Word vector dimensionality: as the name implies, this parameter defines the size of the word vectors (defined by the size of the hidden layer in the neural network).

Context/window size: this parameter defines the number of words in context that the training algorithm should take into account.

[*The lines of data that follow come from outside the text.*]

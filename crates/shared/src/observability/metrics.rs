//! Prometheus 指标模块
//!
//! 基于 metrics crate 和 metrics-exporter-prometheus 实现指标收集与导出。
//! 引擎的规则计数器通过 metrics facade 写入同一个 recorder，与服务级指标一起在 `/metrics` 暴露。

use anyhow::Result;
use axum::{Router, routing::get};
use metrics_exporter_prometheus::{PrometheusBuilder, PrometheusHandle};
use std::net::SocketAddr;
use std::sync::OnceLock;
use tokio::net::TcpListener;
use tracing::{error, info};

/// 全局 Prometheus handle，用于渲染指标
static PROMETHEUS_HANDLE: OnceLock<PrometheusHandle> = OnceLock::new();

/// Metrics 资源守卫
pub struct MetricsHandle {
    _server_handle: tokio::task::JoinHandle<()>,
}

/// 初始化 Prometheus 指标导出，并在指定端口启动 `/metrics` 与 `/health` 端点
pub async fn init(service_name: &str, port: u16) -> Result<MetricsHandle> {
    let handle = PrometheusBuilder::new().install_recorder()?;
    let _ = PROMETHEUS_HANDLE.set(handle.clone());

    register_service_metrics(service_name);

    let addr = SocketAddr::from(([0, 0, 0, 0], port));
    let server_handle = start_metrics_server(addr, handle).await?;

    Ok(MetricsHandle {
        _server_handle: server_handle,
    })
}

fn register_service_metrics(service_name: &str) {
    metrics::describe_counter!(
        "alerting_events_total",
        "Total number of events processed, by outcome"
    );
    metrics::describe_histogram!(
        "alerting_event_duration_seconds",
        "Event processing duration in seconds"
    );
    metrics::describe_counter!(
        "alerting_publish_failures_total",
        "Total number of outputs that failed to publish"
    );
    metrics::describe_counter!(
        "alerting_rules_reloads_total",
        "Total number of rule set reloads, by status"
    );
    metrics::describe_gauge!("alerting_rules_version", "Version of the active rule set");

    metrics::counter!("service_starts_total", "service" => service_name.to_string()).increment(1);
}

/// 指标路由，可单独挂载到已有的 HTTP 服务
pub fn router(handle: PrometheusHandle) -> Router {
    Router::new()
        .route("/metrics", get(move || std::future::ready(handle.render())))
        .route("/health", get(|| async { "OK" }))
}

async fn start_metrics_server(
    addr: SocketAddr,
    handle: PrometheusHandle,
) -> Result<tokio::task::JoinHandle<()>> {
    let app = router(handle);

    let listener = TcpListener::bind(addr).await?;
    info!("Metrics server listening on {}", addr);

    let server_handle = tokio::spawn(async move {
        if let Err(e) = axum::serve(listener, app).await {
            error!("Metrics server error: {}", e);
        }
    });

    Ok(server_handle)
}

/// 获取全局 Prometheus handle（用于自定义渲染）
pub fn get_handle() -> Option<&'static PrometheusHandle> {
    PROMETHEUS_HANDLE.get()
}

// ============================================================================
// 指标记录函数
// ============================================================================

/// 记录一条事件的处理结果，`outcome` 取 alert / error / none
#[inline]
pub fn record_event(outcome: &'static str, duration_secs: f64) {
    metrics::counter!("alerting_events_total", "outcome" => outcome).increment(1);
    metrics::histogram!("alerting_event_duration_seconds").record(duration_secs);
}

/// 记录输出发布失败
#[inline]
pub fn record_publish_failure(topic: &str) {
    metrics::counter!("alerting_publish_failures_total", "topic" => topic.to_string())
        .increment(1);
}

/// 记录规则集重载
#[inline]
pub fn record_rules_reload(success: bool, rules_version: Option<u32>) {
    let status = if success { "success" } else { "failure" };
    metrics::counter!("alerting_rules_reloads_total", "status" => status).increment(1);
    if let Some(version) = rules_version {
        metrics::gauge!("alerting_rules_version").set(f64::from(version));
    }
}

#[cfg(test)]
mod tests {
    use super::*;
    use metrics_exporter_prometheus::PrometheusBuilder;

    #[test]
    fn test_record_functions_do_not_panic() {
        // 即使没有初始化 recorder，这些函数也不应该 panic
        record_event("alert", 0.001);
        record_publish_failure("alerting.alerts");
        record_rules_reload(true, Some(3));
        record_rules_reload(false, None);
    }

    #[test]
    fn test_recorded_metrics_rendered() {
        let recorder = PrometheusBuilder::new().build_recorder();
        let handle = recorder.handle();

        metrics::with_local_recorder(&recorder, || {
            record_event("error", 0.002);
            record_rules_reload(true, Some(7));
        });

        let rendered = handle.render();
        assert!(rendered.contains("alerting_events_total{outcome=\"error\"} 1"));
        assert!(rendered.contains("alerting_rules_version"));
    }
}
//! 告警服务
//!
//! 将告警引擎接入 Kafka：消费归一化事件、发布告警与错误信封，并在规则文件变更时热更新规则集。

pub mod consumer;
pub mod error;
pub mod reload;
pub mod sink;

pub use consumer::{AlertingConsumer, handle_message};
pub use error::ServiceError;
pub use reload::EngineReloader;
pub use sink::{KafkaSink, OutputTopics};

In order to determine the best performing model for the anatomical classification problem, all combinations from mixing four word embedding techniques (SG, CBOW, GloVe, and SW), three vector dimension sizes (100, 300, and 500), and three context window size options (2, 5, and 10) are implemented and compared.

Phrase2vec

The output of anatomical phrase detection is either one word (e.g., thyroid) or multiple-word phrases (e.g., structure of lymphatics of mammary gland). To derive a vector representation for phrases, referred to as phrase2vec, five different aggregation techniques are defined and compared: minimum, maximum, median, average, and weighted average.

Assume phrase S consists of m words, S = {S₁ S₂. . S_m}, each word represented by an n-dimensional vector: v_1 × n. Matrix V is created by row-wise concatenation of word vectors constituting the phrase.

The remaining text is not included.